Modern public procurements, particularly in the public-private partnership model, typically involve a third party fairness advisor. A fairness advisor (also commonly referred to as a fairness monitor or fairness reviewer) acts as an independent observer with respect to the implementation of a competitive procurement process. Public bodies typically appoint fairness advisors for the dual purposes of providing confidence to bidders that the procurement processes as described in the procurement documents are applied fairly and to obtain an independent opinion that can be made available to the public as to the fairness of the procurement process.
In a novel lawsuit, CG Acquisition Inc. v. P1 Consulting Inc., a disqualified proponent filed a lawsuit seeking damages against a fairness advisor and two Ontario Crown agencies, alleging that the fairness advisor owed the proponent a common law duty of care or fairness despite the fact that the proponent submitted a non-compliant bid. The Ontario Superior Court of Justice summarily dismissed the lawsuit and found in favour of the fairness advisor and the Crown agencies.
The action in CG Acquisition by the disqualified proponent arose from a request for proposals (“RFP”) process for the redevelopment of land along the Toronto waterfront and the construction of a new Liquor Control Board of Ontario head office and flagship retail space. The RFP process was conducted by Ontario Infrastructure and Lands Corporation and the Liquor Control Board of Ontario (together, the “Public Bodies”).
The Public Bodies retained P1 Consulting Inc. (the “Fairness Advisor”) to act as a third party fairness advisor in connection with the RFP. The Fairness Advisor was contracted to observe the procurement process and provide impartial opinions on the fairness of the process. As found by the court, the Fairness Advisor did not provide legal or quasi-legal advice; was not an ombudsperson; and was providing a service to the Public Bodies under a contract.

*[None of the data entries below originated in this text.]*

//! Where the catalog definition comes from.
//!
//! Production runs use the compiled-in definition. `UML_CATALOG_PATH` points
//! the process at a document on disk instead, which is how alternative
//! catalogs are reviewed before they are bundled.

use crate::catalog::CatalogStore;
use anyhow::Result;
use std::env;
use std::path::PathBuf;

pub const ENV_CATALOG_PATH: &str = "UML_CATALOG_PATH";

#[derive(Clone, Debug, PartialEq, Eq)]
pub enum CatalogSource {
    Bundled,
    Path(PathBuf),
}

impl CatalogSource {
    /// `Path` when `UML_CATALOG_PATH` is set and non-empty, else `Bundled`.
    pub fn from_env() -> Self {
        Self::from_override(env_non_empty(ENV_CATALOG_PATH).map(PathBuf::from))
    }

    /// Explicit override wins; otherwise consult the environment.
    pub fn resolve(explicit: Option<PathBuf>) -> Self {
        match explicit {
            Some(path) => CatalogSource::Path(path),
            None => Self::from_env(),
        }
    }

    fn from_override(path: Option<PathBuf>) -> Self {
        path.map_or(CatalogSource::Bundled, CatalogSource::Path)
    }

    pub fn load(&self) -> Result<CatalogStore> {
        match self {
            CatalogSource::Bundled => CatalogStore::bundled(),
            CatalogSource::Path(path) => CatalogStore::load(path),
        }
    }
}

fn env_non_empty(name: &str) -> Option<String> {
    match env::var(name) {
        Ok(value) if !value.trim().is_empty() => Some(value),
        _ => None,
    }
}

The unhappy proponent was disqualified from the RFP process for including an ineligible person as one of its design team members. After the initial disqualification for non-compliance with the RFP, the proponent requested that the decision be reconsidered. When the Public Bodies maintained their original decision to disqualify the proponent, the proponent commenced its lawsuit claiming in tort that the Fairness Advisor and the Public Bodies breached a freestanding duty of fairness during the RFP process which required the defendants to reconsider its disqualification in an adequate manner. The proponent argued that the defendants did not do so, and thereby conducted a negligent investigation and were negligent in the provision of a service to the proponent.
No Duty of Fairness
The Ontario Superior Court of Justice rejected the proponent’s claim that there is a freestanding duty of fairness in the RFP process. The court found that no such freestanding duty exists independent of a contractual duty unless the RFP documents explicitly provide to the contrary. As the proponent in this case never submitted a compliant bid, no duty of fairness could arise.
No Duty of Care
Not only did the court refuse to find a freestanding duty of fairness, the court also concluded that no duty of care existed in tort. With regards to the Fairness Advisor, the court emphasized that there was not a sufficiently close relationship or proximity between the Fairness Advisor and the proponent to justify the imposition of a duty.
Even if there had been a sufficiently close relationship, the court pointed to a number of policy reasons why a duty of care should not be imposed on fairness advisors. In particular, the court emphasized that fairness advisors are engaged to serve the procurement process and provide observations with respect to the issue of fairness and prepare a report at the conclusion of the procedure. Fairness advisors perform an advisory and monitoring function. They do not make the decision. The decision is that of the public bodies. Further, it is in the public interest that fairness advisors be able to carry out their duties objectively and free from the prospect of litigation in the RFP process.
While the court could have dismissed the case upon concluding that there was no duty of fairness or duty of care, it went on to confirm that neither the Fairness Advisor nor the Public Bodies acted negligently. While the proponent complained that the Fairness Advisor merely “rubber stamped” the Public Bodies’ reconsideration decision, the Fairness Advisor was found to have been engaged in the reconsideration and to have reached a reasonable conclusion concerning the issue of fairness.
Limitation Clause Protects Fairness Advisor
Finally, the court concluded that a limitation of liability clause found in the RFP extended protection to the Fairness Advisor. The court found that the Fairness Advisor was in the position of a subcontractor and was not in a position to and could not enter into any form of contract with the proponents. It would be unreasonable if the Public Bodies could be immune from liability but the Fairness Advisor, who had no opportunity to limit its liability with proponents, would face liability and be exposed to the entire burden of such liability.
In a rare decision considering the role of a fairness advisor, the court in CG Acquisition makes clear that fairness advisors are not answerable to unhappy bidders in an RFP process. Not only does the court confirm that general limitation of liability clauses extend protection to fairness advisors, but numerous public policy reasons also shield fairness advisors from claims advanced by unsuccessful bidders. In future, unhappy bidders considering a lawsuit will also need to grapple with the court’s decisive statements regarding the absence of a freestanding duty of fairness in the RFP process.
This decision is currently under appeal and it will be interesting to see whether the Ontario Court of Appeal upholds the lower court’s decision.